Department of Biostatistics, Epidemiology, and Population Health, Faculty of Medicine, Public Health, and Nursing, Gadjah Mada University, Yogyakarta, Indonesia.
Departement of Child Health, Faculty of Medicine, Public Health, and Nursing, Gadjah Mada University, DR. Sardjito Hospital, Yogyakarta, Indonesia.
Front Public Health. 2022 Oct 25;10:999354. doi: 10.3389/fpubh.2022.999354. eCollection 2022.
Starting in December 2021, the Indonesian Government has recommended inactivated SARS-CoV-2 vaccine (CoronaVac) for children aged 6-11 years. This study aims to determine the prevalence and determinant factors of adverse events following immunization (AEFI) of the first dose and the second dose of the COVID-19 vaccine among children aged 6-11 years old.

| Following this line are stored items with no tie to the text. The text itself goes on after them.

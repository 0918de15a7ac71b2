//! The capture, classify, react control loop.
//!
//! One tick looks at one zone. The loop starts in `Phase::Warmup`, discarding
//! frames while the sensor settles, then scans zones round-robin. A full frame
//! is captured only when the cursor wraps to zone 0, so every tile of a sweep
//! comes from the same frame. Each capture is followed by a thermal check that
//! blocks while the device is too hot.
//!
//! Ticks are strictly sequential on the calling thread. Cancellation and the
//! tick budget are checked at the start of every tick.

use anyhow::Result;
use std::sync::atomic::{AtomicBool, Ordering};
use std::sync::Arc;
use std::time::{Duration, Instant};

use crate::classify::{build_classifier, Classifier, DetectionResult};
use crate::config::TilewatchConfig;
use crate::frame::FrameTiler;
use crate::ingest::{open_camera, AcquisitionSettings, Camera};
use crate::react::{DeterrentOutcome, ReactionPipeline, ReactionReport};
use crate::thermal::ThermalGovernor;
use crate::zone::{ZoneCursor, Zones};

const HEALTH_LOG_INTERVAL: Duration = Duration::from_secs(5);

/// Cooperative stop flag, shared with e.g. a signal handler.
#[derive(Clone, Debug, Default)]
pub struct CancelToken(Arc<AtomicBool>);

impl CancelToken {
    pub fn new() -> Self {
        Self::default()
    }

    pub fn cancel(&self) {
        self.0.store(true, Ordering::SeqCst);
    }

    pub fn is_cancelled(&self) -> bool {
        self.0.load(Ordering::SeqCst)
    }
}

#[derive(Clone, Copy, Debug, PartialEq, Eq)]
pub enum Phase {
    Warmup { remaining: u32 },
    Scanning,
}

#[derive(Clone, Copy, Debug, PartialEq, Eq)]
pub enum SkipReason {
    InactiveZone,
    AutoDetectOff,
    /// The classifier produced no result.
    Unclassified,
}

#[derive(Clone, Debug, PartialEq)]
pub enum TickOutcome {
    Cancelled,
    BudgetExhausted,
    CameraNotReady,
    /// A warm-up frame was discarded; `remaining` frames are left.
    WarmingUp { remaining: u32 },
    Skipped { zone: u32, reason: SkipReason },
    Classified {
        zone: u32,
        result: DetectionResult,
        /// Present when the result qualified and the reaction pipeline ran.
        reaction: Option<ReactionReport>,
    },
}

impl TickOutcome {
    /// True when the loop must stop.
    pub fn is_terminal(&self) -> bool {
        matches!(self, TickOutcome::Cancelled | TickOutcome::BudgetExhausted)
    }
}

#[derive(Clone, Debug)]
pub struct LoopSettings {
    pub warm_up_frames: u32,
    /// Maximum number of ticks; 0 is unbounded.
    pub frame_budget: u64,
    pub ready_timeout: Duration,
    /// Sleep after a tick that classified nothing.
    pub idle_delay: Duration,
    pub auto_detect: bool,
    pub target_label: String,
    pub confidence_threshold: f32,
    pub inactive_zones: Vec<u32>,
}

impl LoopSettings {
    pub fn from_config(cfg: &TilewatchConfig) -> Self {
        Self {
            warm_up_frames: cfg.scan.warm_up_frames,
            frame_budget: cfg.scan.frame_budget,
            ready_timeout: cfg.camera.ready_timeout,
            idle_delay: cfg.scan.idle_delay,
            auto_detect: cfg.scan.auto_detect,
            target_label: cfg.model.target_label.clone(),
            confidence_threshold: cfg.model.confidence_threshold,
            inactive_zones: cfg.grid.inactive_zones.clone(),
        }
    }
}

#[derive(Clone, Copy, Debug, Default, PartialEq, Eq)]
pub struct LoopStats {
    pub ticks: u64,
    pub frames_captured: u64,
    pub warmup_discarded: u64,
    pub not_ready: u64,
    pub skipped: u64,
    pub classifications: u64,
    pub classifier_failures: u64,
    /// Results that matched the target label and threshold.
    pub detections: u64,
    /// Deterrent activations that succeeded.
    pub reactions: u64,
}

type Sleeper = Box<dyn FnMut(Duration) + Send>;

pub struct DetectionLoop {
    camera: Box<dyn Camera>,
    tiler: FrameTiler,
    classifier: Box<dyn Classifier>,
    pipeline: ReactionPipeline,
    governor: ThermalGovernor,
    zones: Zones,
    cursor: ZoneCursor,
    phase: Phase,
    settings: LoopSettings,
    stats: LoopStats,
    cancel: CancelToken,
    sleeper: Sleeper,
    last_health_log: Instant,
}

impl DetectionLoop {
    pub fn new(
        camera: Box<dyn Camera>,
        tiler: FrameTiler,
        classifier: Box<dyn Classifier>,
        pipeline: ReactionPipeline,
        governor: ThermalGovernor,
        settings: LoopSettings,
    ) -> Result<Self> {
        let zones = Zones::new(tiler.geometry()).with_inactive(&settings.inactive_zones)?;
        let cursor = ZoneCursor::new(tiler.geometry().zone_count())?;
        let phase = if settings.warm_up_frames > 0 {
            Phase::Warmup {
                remaining: settings.warm_up_frames,
            }
        } else {
            Phase::Scanning
        };
        Ok(Self {
            camera,
            tiler,
            classifier,
            pipeline,
            governor,
            zones,
            cursor,
            phase,
            settings,
            stats: LoopStats::default(),
            cancel: CancelToken::new(),
            sleeper: Box::new(std::thread::sleep),
            last_health_log: Instant::now(),
        })
    }

    /// Build every collaborator from a validated configuration.
    pub fn from_config(cfg: &TilewatchConfig) -> Result<Self> {
        let camera = open_camera(&cfg.camera)?;
        let geometry = cfg.geometry()?;
        log::info!(
            "tiling {}x{} frames into {}x{} zones of {}px (overlap {:.2})",
            geometry.frame_width(),
            geometry.frame_height(),
            geometry.cols(),
            geometry.rows(),
            geometry.tile_size(),
            geometry.overlap()
        );
        let mut tiler = FrameTiler::new(geometry, cfg.model.input_width, cfg.model.input_height)?;
        if let Some(dir) = &cfg.scan.artifact_dir {
            tiler = tiler.with_artifact_dir(dir);
        }
        let classifier = build_classifier(&cfg.model)?;
        let pipeline = ReactionPipeline::from_config(cfg)?;
        let governor = ThermalGovernor::from_settings(&cfg.thermal)?;
        Self::new(
            camera,
            tiler,
            classifier,
            pipeline,
            governor,
            LoopSettings::from_config(cfg),
        )
    }

    pub fn with_cancel_token(mut self, cancel: CancelToken) -> Self {
        self.cancel = cancel;
        self
    }

    /// Replace the idle sleep, e.g. to keep tests fast.
    pub fn with_sleeper(mut self, sleeper: impl FnMut(Duration) + Send + 'static) -> Self {
        self.sleeper = Box::new(sleeper);
        self
    }

    pub fn cancel_token(&self) -> CancelToken {
        self.cancel.clone()
    }

    pub fn phase(&self) -> Phase {
        self.phase
    }

    pub fn stats(&self) -> LoopStats {
        self.stats
    }

    pub fn cursor(&self) -> ZoneCursor {
        self.cursor
    }

    pub fn zones(&self) -> &Zones {
        &self.zones
    }

    pub fn tiler(&self) -> &FrameTiler {
        &self.tiler
    }

    pub fn set_auto_detect(&mut self, enabled: bool) {
        self.settings.auto_detect = enabled;
    }

    /// Push exposure/contrast to the camera and restart the sweep from a fresh frame.
    pub fn apply_acquisition(&mut self, settings: &AcquisitionSettings) -> Result<()> {
        self.camera.configure(settings)?;
        self.cursor.reset();
        self.tiler.reset();
        log::info!(
            "acquisition changed to {:?}; restarting sweep",
            settings
        );
        Ok(())
    }

    /// Run ticks until cancelled or the budget is spent.
    ///
    /// Camera acquisition errors end the loop with an error.
    pub fn run(&mut self) -> Result<LoopStats> {
        log::info!(
            "detection loop started: {} zones, target {} >= {:.2}, budget {}",
            self.cursor.zone_count(),
            self.settings.target_label,
            self.settings.confidence_threshold,
            if self.settings.frame_budget == 0 {
                "unbounded".to_string()
            } else {
                self.settings.frame_budget.to_string()
            }
        );
        loop {
            let outcome = self.tick()?;
            if outcome.is_terminal() {
                log::info!("detection loop stopping: {:?}", outcome);
                break;
            }
        }
        self.log_health();
        Ok(self.stats)
    }

    pub fn tick(&mut self) -> Result<TickOutcome> {
        if self.cancel.is_cancelled() {
            return Ok(TickOutcome::Cancelled);
        }
        if self.settings.frame_budget > 0 && self.stats.ticks >= self.settings.frame_budget {
            return Ok(TickOutcome::BudgetExhausted);
        }
        self.stats.ticks += 1;
        if self.last_health_log.elapsed() >= HEALTH_LOG_INTERVAL {
            self.log_health();
        }

        if !self.camera.ready(self.settings.ready_timeout) {
            self.stats.not_ready += 1;
            log::debug!("camera {} not ready", self.camera.name());
            return Ok(TickOutcome::CameraNotReady);
        }

        if let Phase::Warmup { remaining } = self.phase {
            self.camera.capture()?;
            self.stats.warmup_discarded += 1;
            let remaining = remaining.saturating_sub(1);
            self.phase = if remaining == 0 {
                log::info!("warm-up complete; scanning");
                Phase::Scanning
            } else {
                Phase::Warmup { remaining }
            };
            return Ok(TickOutcome::WarmingUp { remaining });
        }

        let zone = self.cursor.advance();
        if self.cursor.is_wrap() || !self.tiler.has_frame() {
            self.tiler.capture_new_frame(self.camera.as_mut())?;
            self.stats.frames_captured += 1;
            self.zones.clear_crops();
            self.governor.check();
        }

        let tile = self.tiler.tile_for(zone)?;
        self.zones.record_crop(zone, tile.crop);

        let outcome = if !self.zones.is_active(zone) {
            TickOutcome::Skipped {
                zone,
                reason: SkipReason::InactiveZone,
            }
        } else if !self.settings.auto_detect {
            TickOutcome::Skipped {
                zone,
                reason: SkipReason::AutoDetectOff,
            }
        } else {
            match self.classifier.predict(&tile.image) {
                None => {
                    self.stats.classifier_failures += 1;
                    TickOutcome::Skipped {
                        zone,
                        reason: SkipReason::Unclassified,
                    }
                }
                Some(result) => {
                    self.stats.classifications += 1;
                    let reaction = if result
                        .qualifies(&self.settings.target_label, self.settings.confidence_threshold)
                    {
                        self.stats.detections += 1;
                        let report = self.pipeline.react(&tile, &result);
                        if report
                            .deterrent
                            .as_ref()
                            .is_some_and(|d| d.outcome == DeterrentOutcome::Activated)
                        {
                            self.stats.reactions += 1;
                        }
                        Some(report)
                    } else {
                        None
                    };
                    TickOutcome::Classified {
                        zone,
                        result,
                        reaction,
                    }
                }
            }
        };

        if matches!(outcome, TickOutcome::Skipped { .. }) {
            self.stats.skipped += 1;
            (self.sleeper)(self.settings.idle_delay);
        }
        Ok(outcome)
    }

    fn log_health(&mut self) {
        self.last_health_log = Instant::now();
        let thermal = self.governor.monitor().snapshot();
        log::info!(
            "health: ticks={} frames={} classified={} failures={} detections={} reactions={} not_ready={} temp={:.1}C throttle_sleeps={}",
            self.stats.ticks,
            self.stats.frames_captured,
            self.stats.classifications,
            self.stats.classifier_failures,
            self.stats.detections,
            self.stats.reactions,
            self.stats.not_ready,
            thermal.celsius,
            thermal.throttle_sleeps
        );
    }
}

We conducted a cross-sectional study in Bantul District, Yogyakarta, Indonesia, in February-March 2022. Data were collected by trained interviews with 1,093 parents of children 6-11 years old who received the first dose and the second dose of the COVID-19 vaccine. Data were analyzed with chi-square and logistic regression.

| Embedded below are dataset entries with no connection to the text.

use anyhow::{anyhow, Result};

use crate::tiling::{CropRect, TilingGeometry};

/// Round-robin position over the zones of a grid.
///
/// Starts before the first zone. Advancing onto zone 0 is a wrap: the caller
/// must capture a fresh frame before reading any tile of the new sweep.
#[derive(Clone, Copy, Debug, PartialEq, Eq)]
pub struct ZoneCursor {
    zone_count: u32,
    current: Option<u32>,
}

impl ZoneCursor {
    pub fn new(zone_count: u32) -> Result<Self> {
        if zone_count == 0 {
            return Err(anyhow!("zone cursor needs at least one zone"));
        }
        Ok(Self {
            zone_count,
            current: None,
        })
    }

    pub fn advance(&mut self) -> u32 {
        let next = match self.current {
            Some(current) => (current + 1) % self.zone_count,
            None => 0,
        };
        self.current = Some(next);
        next
    }

    pub fn is_wrap(&self) -> bool {
        self.current == Some(0)
    }

    /// Return to the position before the first zone.
    pub fn reset(&mut self) {
        self.current = None;
    }

    pub fn current(&self) -> Option<u32> {
        self.current
    }

    /// Signed position, `-1` before the first zone.
    pub fn position(&self) -> i64 {
        self.current.map(i64::from).unwrap_or(-1)
    }

    pub fn zone_count(&self) -> u32 {
        self.zone_count
    }
}

#[derive(Clone, Debug, PartialEq)]
pub struct Zone {
    pub id: u32,
    pub row: u32,
    pub col: u32,
    pub active: bool,
    /// Crop used for the most recent tile of this zone.
    pub last_crop: Option<CropRect>,
}

/// Per-zone records for a grid. Holds no image data.
#[derive(Clone, Debug)]
pub struct Zones {
    zones: Vec<Zone>,
}

impl Zones {
    /// All zones of the geometry, active.
    pub fn new(geometry: &TilingGeometry) -> Self {
        let zones = (0..geometry.zone_count())
            .map(|id| Zone {
                id,
                row: id / geometry.cols(),
                col: id % geometry.cols(),
                active: true,
                last_crop: None,
            })
            .collect();
        Self { zones }
    }

    pub fn with_inactive(mut self, inactive: &[u32]) -> Result<Self> {
        for &id in inactive {
            self.set_active(id, false)?;
        }
        Ok(self)
    }

    pub fn get(&self, id: u32) -> Option<&Zone> {
        self.zones.get(id as usize)
    }

    pub fn is_active(&self, id: u32) -> bool {
        self.get(id).is_some_and(|zone| zone.active)
    }

    pub fn set_active(&mut self, id: u32, active: bool) -> Result<()> {
        let count = self.zones.len();
        let zone = self
            .zones
            .get_mut(id as usize)
            .ok_or_else(|| anyhow!("zone {} out of range (grid has {} zones)", id, count))?;
        zone.active = active;
        Ok(())
    }

    pub fn record_crop(&mut self, id: u32, crop: CropRect) {
        if let Some(zone) = self.zones.get_mut(id as usize) {
            zone.last_crop = Some(crop);
        }
    }

    /// Forget every recorded crop; called when a new frame replaces the old one.
    pub fn clear_crops(&mut self) {
        for zone in &mut self.zones {
            zone.last_crop = None;
        }
    }

    pub fn iter(&self) -> impl Iterator<Item = &Zone> {
        self.zones.iter()
    }

    pub fn len(&self) -> usize {
        self.zones.len()
    }

    pub fn is_empty(&self) -> bool {
        self.zones.is_empty()
    }
}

The prevalence of AEFI in the first dose of the COVID-19 vaccine was 16.7%, while the second dose was 22.6%. The most common symptoms of AEFI at the first dose were local site pain and fever, while at the second dose were cough and cold. Determinants of AEFI of COVID-19 vaccination among children were girls with OR 1.31 (95% CI 1.0-1.7; 0.04), mass-setting of vaccination with OR 0.70 (95% CI 0.5-0.9; 0.01), the history of AEFI in childhood vaccination with OR 1.63 (95% CI 1.2-2.2; < 0.01) and administering other vaccines within 1 month before COVID-19 vaccination, with OR 5.10 (95% CI 2.1-12.3 < 0.01).
The prevalence of AEFI in the first and the second dose of inactivated COVID-19 vaccine was comparable to that reported in the clinical trial study and the communities. Risk communication should be provided to the child and their parents regarding the risk of mild AEFI of the COVID-19 vaccine, especially for children with a history of AEFI in childhood vaccination and who received other vaccines containing the same adjuvant with CoronaVac within 1 month. A mass-setting of vaccination should be taken as an advantage to educate parents about the risk of AEFI and also about the reporting pathways.
自 2021 年 12 月起,印度尼西亚政府建议为 6-11 岁儿童接种灭活的 SARS-CoV-2 疫苗(科兴疫苗)。本研究旨在确定 6-11 岁儿童接种第一剂和第二剂 COVID-19 疫苗后不良事件(AEFI)的流行率和决定因素。
我们于 2022 年 2 月至 3 月在印度尼西亚日惹特区班图尔区进行了一项横断面研究。通过培训访谈收集了 1093 名 6-11 岁儿童家长的数据,这些儿童接受了第一剂和第二剂 COVID-19 疫苗。采用卡方检验和逻辑回归进行数据分析。
第一剂 COVID-19 疫苗的 AEFI 发生率为 16.7%,第二剂为 22.6%。第一剂 AEFI 最常见的症状是局部疼痛和发热,第二剂是咳嗽和感冒。儿童 COVID-19 疫苗接种 AEFI 的决定因素是女孩,比值比(OR)为 1.31(95%置信区间(CI)为 1.0-1.7;0.04),集体接种疫苗,OR 为 0.70(95%CI 为 0.5-0.9;0.01),儿童期疫苗接种 AEFI 史,OR 为 1.63(95%CI 为 1.2-2.2;<0.01),在 COVID-19 疫苗接种前 1 个月内接种其他疫苗,OR 为 5.10(95%CI 为 2.1-12.3;<0.01)。
灭活 COVID-19 疫苗第一剂和第二剂的 AEFI 发生率与临床试验和社区报告的相似。应向儿童及其家长提供有关 COVID-19 疫苗轻度 AEFI 风险的风险沟通,特别是对于有儿童期疫苗接种 AEFI 史且在 1 个月内接种过含有科兴疫苗相同佐剂的其他疫苗的儿童。集体接种疫苗应作为优势,对家长进行 AEFI 风险教育,以及报告途径教育。